Depois de um capítulo que fora como um freio de mão pesado para tudo o que estava acontecendo na série, Homem-Animal volta com tudo em um capítulo digno e com características sensacionais que o classificaria facilmente como um título da vertigo dos anos 90. Logo no início, o desespero de Buddy por ajuda aliados à um desenho bem bacana e muito bem desenvolvido conquistam muito mais do que uma historia um pouco recuada; mesmo tendo um final incrível.

A narrativa escolhida por Jeff Lemire combina muito com o capítulo e com o estilo de homem-animal, que esta se tornando muito rapidamente um dos melhores do mix: não se sabe o que esperar das coisas a cada capítulo, e com um final com gosto de "quero mais", sem dúvida um belo capítulo.




Monstro do Pântano #7  - Nota 10
Roteiro por Scott Snyder e arte por Yanick Paquette


Talvez o início conturbado unido à incrível arte de Yanick tenha já dado uma sensação de que este capítulo seria incrível, mas foi mais do que isso.

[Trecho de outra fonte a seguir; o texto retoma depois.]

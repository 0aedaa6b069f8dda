//! `PostgreSQL` adapters for project persistence.

mod models;
mod repository;
mod schema;

pub use repository::{PostgresProjectRepository, ProjectPgPool};

#[cfg(test)]
pub(crate) use models::{ProjectRow, ProjectStepRow};
#[cfg(test)]
pub(crate) use repository::rows_to_project;
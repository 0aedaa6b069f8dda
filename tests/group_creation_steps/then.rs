//! Then steps for group creation BDD scenarios.

use super::world::GroupCreationWorld;
use chrono::NaiveDateTime;
use eyre::WrapErr;
use rstest_bdd_macros::then;
use stepwise::{
    project::services::{ProjectServiceError, ProjectServiceResult},
    task_group::domain::GroupReadModel,
};

fn last_result(world: &GroupCreationWorld) -> Result<&ProjectServiceResult<GroupReadModel>, eyre::Report> {
    world
        .last_result
        .as_ref()
        .ok_or_else(|| eyre::eyre!("missing create result in scenario world"))
}

fn created_group(world: &GroupCreationWorld) -> Result<&GroupReadModel, eyre::Report> {
    last_result(world)?
        .as_ref()
        .map_err(|err| eyre::eyre!("unexpected group creation failure: {err}"))
}

#[then(r#"the new group "{description}" is due on "{deadline}""#)]
fn group_due_on(
    world: &GroupCreationWorld,
    description: String,
    deadline: String,
) -> Result<(), eyre::Report> {
    let group = created_group(world)?;
    let expected: NaiveDateTime = deadline.parse().wrap_err("parse expected deadline")?;

    if group.description != description {
        return Err(eyre::eyre!(
            "expected description {description}, found {}",
            group.description
        ));
    }
    if group.deadline != Some(expected) {
        return Err(eyre::eyre!(
            "expected deadline {expected}, found {:?}",
            group.deadline
        ));
    }
    if group.tasks.iter().any(|task| task.deadline != expected) {
        return Err(eyre::eyre!("task deadlines do not match the group deadline"));
    }
    Ok(())
}

#[then("the new group has {count:usize} undone tasks")]
fn group_has_undone_tasks(world: &GroupCreationWorld, count: usize) -> Result<(), eyre::Report> {
    let group = created_group(world)?;
    let undone = group.tasks.iter().filter(|task| !task.done).count();
    if undone != count {
        return Err(eyre::eyre!("expected {count} undone tasks, found {undone}"));
    }
    Ok(())
}

#[then("the store holds {count:usize} groups")]
fn store_holds_groups(world: &GroupCreationWorld, count: usize) -> Result<(), eyre::Report> {
    let stored = world.groups.count().wrap_err("count stored groups")?;
    if stored != count {
        return Err(eyre::eyre!("expected {count} stored groups, found {stored}"));
    }
    Ok(())
}

#[then("group creation fails because an undone group exists")]
fn fails_on_undone_group(world: &GroupCreationWorld) -> Result<(), eyre::Report> {
    let result = last_result(world)?;
    if !matches!(result, Err(ProjectServiceError::SingleUndoneGroupAllowed(_))) {
        return Err(eyre::eyre!(
            "expected single undone group error, got {result:?}"
        ));
    }
    Ok(())
}

#[then("group creation fails because the project does not exist")]
fn fails_on_unknown_project(world: &GroupCreationWorld) -> Result<(), eyre::Report> {
    let result = last_result(world)?;
    if !matches!(result, Err(ProjectServiceError::ProjectNotFound(_))) {
        return Err(eyre::eyre!("expected project not found error, got {result:?}"));
    }
    Ok(())
}
//! Project templates for Stepwise.
//!
//! A project is a named set of step templates. Creating a task group from a
//! project copies every step into a task whose deadline is offset from a
//! caller-supplied reference date, subject to the configured group policy.
//! The module follows hexagonal architecture:
//!
//! - Domain types in [`domain`]
//! - Port contracts in [`ports`]
//! - Adapter implementations in [`adapters`]
//! - Orchestration services in [`services`]

pub mod adapters;
pub mod domain;
pub mod ports;
pub mod services;

#[cfg(test)]
mod tests;
//! Identifier types for the task group domain.

use serde::{Deserialize, Serialize};
use std::fmt;

/// Store-assigned identifier for a task group.
#[derive(Debug, Clone, Copy, PartialEq, Eq, Hash, PartialOrd, Ord, Serialize, Deserialize)]
#[serde(transparent)]
pub struct TaskGroupId(i32);

impl TaskGroupId {
    /// Wraps a raw identifier value.
    #[must_use]
    pub const fn new(value: i32) -> Self {
        Self(value)
    }

    /// Returns the underlying numeric value.
    #[must_use]
    pub const fn value(self) -> i32 {
        self.0
    }
}

impl fmt::Display for TaskGroupId {
    fn fmt(&self, f: &mut fmt::Formatter<'_>) -> fmt::Result {
        write!(f, "{}", self.0)
    }
}

/// Store-assigned identifier for a task.
#[derive(Debug, Clone, Copy, PartialEq, Eq, Hash, PartialOrd, Ord, Serialize, Deserialize)]
#[serde(transparent)]
pub struct TaskId(i32);

impl TaskId {
    /// Wraps a raw identifier value.
    #[must_use]
    pub const fn new(value: i32) -> Self {
        Self(value)
    }

    /// Returns the underlying numeric value.
    #[must_use]
    pub const fn value(self) -> i32 {
        self.0
    }
}

impl fmt::Display for TaskId {
    fn fmt(&self, f: &mut fmt::Formatter<'_>) -> fmt::Result {
        write!(f, "{}", self.0)
    }
}
//! Adapter implementations for task group ports.

pub mod memory;
pub mod postgres;
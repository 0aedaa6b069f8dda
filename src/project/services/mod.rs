//! Application services for project templates.

mod project;

pub use project::{CreateProjectRequest, ProjectService, ProjectServiceError, ProjectServiceResult};
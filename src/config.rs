//! Task configuration loaded from TOML.
//!
//! Resolution order (highest first):
//! 1. An explicit file path passed to [`TaskConfiguration::load`]
//! 2. `<config dir>/stepwise/config.toml`
//! 3. Compiled defaults
//!
//! ```toml
//! [template]
//! allow_multiple_tasks = false
//!
//! [logging]
//! level = "info"
//! ```

use crate::project::ports::GroupSettings;
use serde::Deserialize;
use std::path::{Path, PathBuf};

/// Errors that can occur when loading configuration.
#[derive(Debug, thiserror::Error)]
pub enum ConfigError {
    /// Failed to read the configuration file.
    #[error("failed to read config file {path}: {source}")]
    ReadFile {
        /// Path that was attempted.
        path: PathBuf,
        /// Underlying I/O error.
        source: std::io::Error,
    },

    /// Failed to parse the TOML configuration.
    #[error("failed to parse config file: {0}")]
    ParseToml(#[from] toml::de::Error),
}

/// Fully resolved task configuration.
#[derive(Debug, Clone, Default, PartialEq, Eq, Deserialize)]
#[serde(default)]
pub struct TaskConfiguration {
    /// Rules applied when instantiating project templates.
    pub template: TemplateConfiguration,
    /// Logging options.
    pub logging: LoggingConfiguration,
}

/// `[template]` section.
#[derive(Debug, Clone, Default, PartialEq, Eq, Deserialize)]
#[serde(default)]
pub struct TemplateConfiguration {
    /// Whether a project may have several undone task groups at once.
    pub allow_multiple_tasks: bool,
}

/// `[logging]` section.
#[derive(Debug, Clone, PartialEq, Eq, Deserialize)]
#[serde(default)]
pub struct LoggingConfiguration {
    /// Default tracing filter when `RUST_LOG` is unset.
    pub level: String,
}

impl Default for LoggingConfiguration {
    fn default() -> Self {
        Self {
            level: "info".to_owned(),
        }
    }
}

impl TaskConfiguration {
    /// Parses configuration from TOML text; missing keys take defaults.
    ///
    /// # Errors
    ///
    /// Returns [`ConfigError::ParseToml`] when the text is not valid TOML or
    /// a key has the wrong type.
    pub fn from_toml_str(contents: &str) -> Result<Self, ConfigError> {
        Ok(toml::from_str(contents)?)
    }

    /// Loads configuration from `explicit_path`, or from the default location.
    ///
    /// An explicit path must exist. The default location is optional and a
    /// missing file yields [`TaskConfiguration::default`].
    ///
    /// # Errors
    ///
    /// Returns [`ConfigError`] when a file cannot be read or parsed.
    pub fn load(explicit_path: Option<&Path>) -> Result<Self, ConfigError> {
        if let Some(path) = explicit_path {
            let contents = std::fs::read_to_string(path).map_err(|source| ConfigError::ReadFile {
                path: path.to_path_buf(),
                source,
            })?;
            return Self::from_toml_str(&contents);
        }

        let Some(path) = Self::default_path() else {
            tracing::debug!("no config directory available, using defaults");
            return Ok(Self::default());
        };
        match std::fs::read_to_string(&path) {
            Ok(contents) => Self::from_toml_str(&contents),
            Err(err) if err.kind() == std::io::ErrorKind::NotFound => {
                tracing::debug!(path = %path.display(), "config file not found, using defaults");
                Ok(Self::default())
            }
            Err(source) => Err(ConfigError::ReadFile { path, source }),
        }
    }

    /// Returns `<config dir>/stepwise/config.toml` when a config directory
    /// exists on this platform.
    #[must_use]
    pub fn default_path() -> Option<PathBuf> {
        dirs::config_dir().map(|dir| dir.join("stepwise").join("config.toml"))
    }
}

impl GroupSettings for TaskConfiguration {
    fn allow_multiple_groups(&self) -> bool {
        self.template.allow_multiple_tasks
    }
}
//! Shared test helpers for in-memory integration tests.

use std::sync::Arc;

use chrono::{NaiveDate, NaiveDateTime};
use mockable::DefaultClock;
use stepwise::{
    config::TaskConfiguration,
    project::{
        adapters::memory::InMemoryProjectRepository,
        domain::ProjectId,
        services::{CreateProjectRequest, ProjectService},
    },
    task_group::{adapters::memory::InMemoryTaskGroupRepository, services::TaskGroupService},
};

/// Project service wired to in-memory adapters.
pub type TestProjectService = ProjectService<
    InMemoryProjectRepository,
    InMemoryTaskGroupRepository,
    TaskConfiguration,
    DefaultClock,
>;

/// Task group service wired to in-memory adapters.
pub type TestGroupService = TaskGroupService<InMemoryTaskGroupRepository, DefaultClock>;

/// Both services sharing one set of in-memory stores.
pub struct Stack {
    /// Group store shared by both services.
    pub groups: Arc<InMemoryTaskGroupRepository>,
    /// Project service under test.
    pub projects: TestProjectService,
    /// Task group service under test.
    pub task_groups: TestGroupService,
}

impl Stack {
    /// Builds a stack whose group policy comes from `configuration`.
    pub fn with_configuration(configuration: TaskConfiguration) -> Self {
        let groups = Arc::new(InMemoryTaskGroupRepository::new());
        let projects = ProjectService::new(
            Arc::new(InMemoryProjectRepository::new()),
            Arc::clone(&groups),
            Arc::new(configuration),
            Arc::new(DefaultClock),
        );
        let task_groups = TaskGroupService::new(Arc::clone(&groups), Arc::new(DefaultClock));
        Self {
            groups,
            projects,
            task_groups,
        }
    }

    /// Builds a stack from a TOML configuration snippet.
    ///
    /// # Errors
    ///
    /// Returns an error when the snippet does not parse.
    pub fn from_toml(contents: &str) -> Result<Self, eyre::Report> {
        let configuration = TaskConfiguration::from_toml_str(contents)?;
        Ok(Self::with_configuration(configuration))
    }

    /// Stores the "lorem" project with a single step due one day early.
    ///
    /// # Errors
    ///
    /// Returns an error when the project cannot be stored.
    pub async fn lorem_project(&self) -> Result<ProjectId, eyre::Report> {
        let stored = self
            .projects
            .save(CreateProjectRequest::new("lorem").with_step("test", -1))
            .await?;
        stored
            .id
            .ok_or_else(|| eyre::eyre!("stored project has no id"))
    }

    /// Returns the number of stored groups.
    ///
    /// # Errors
    ///
    /// Returns an error when the store cannot be read.
    pub fn group_count(&self) -> Result<usize, eyre::Report> {
        Ok(self.groups.count()?)
    }
}

/// Reference date used across scenarios.
///
/// # Errors
///
/// Returns an error for an invalid calendar date.
pub fn reference_date() -> Result<NaiveDateTime, eyre::Report> {
    NaiveDate::from_ymd_opt(2024, 1, 10)
        .and_then(|date| date.and_hms_opt(0, 0, 0))
        .ok_or_else(|| eyre::eyre!("invalid reference date"))
}
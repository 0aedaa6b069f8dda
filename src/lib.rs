//! Stepwise: project templates instantiated into deadline-driven task groups.
//!
//! A project describes a reusable plan as a set of steps, each offset by a
//! number of days from a reference date. Instantiating a project produces a
//! task group whose tasks carry absolute deadlines and completion state.
//!
//! # Architecture
//!
//! Stepwise follows hexagonal architecture principles:
//!
//! - **Domain**: Pure business logic with no infrastructure dependencies
//! - **Ports**: Abstract trait interfaces for external interactions
//! - **Adapters**: Concrete implementations of ports (database, memory)
//!
//! # Modules
//!
//! - [`project`]: Project templates and group instantiation
//! - [`task_group`]: Task groups, tasks, and completion tracking
//! - [`config`]: TOML-backed task configuration
//! - [`telemetry`]: Tracing subscriber bootstrap

pub mod config;
pub mod project;
pub mod task_group;
pub mod telemetry;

O melhor capítulo dos sete, até agora, pois ele marcou uma  criação. O inicio! Uma síntese fantástica de um herói revolto que já falhou antes, um humano que conseguiu agarrar aos maiores erros para ir atrás de seus novos objetivos. Não só como um representante do verde, mas como um homem apaixonado e vidrado por uma mulher que ele terá de batalhar muito para poder ter. Nunca que eu imaginei que a origem do Monstro do Pântano voltaria de uma maneira tão incrível como Scott Snyder esta nos PRESENTEANDO! Incrível, lindo e de deixar os pelos em pé.

"Agora a escolha foi minha, e eu irei mostrar à eles o que é a Guerra". Ele não é um cara que não sabe do passado ou não sabe lidar com seus poderes, ele é um homem determinado a ser um herói pelos outros e por si mesmo ao mesmo tempo. E tudo isso unido com uma distribuição de quadros interessantíssima, cores vivas e uma narrativa impecável. Monstro do Pântano se define, hoje em dia, como a melhor HQ com uma temática mais séria sendo publicada e, na minha sincera opinião, a melhor também dentro da DC Comics (até o prévio momento, haha!)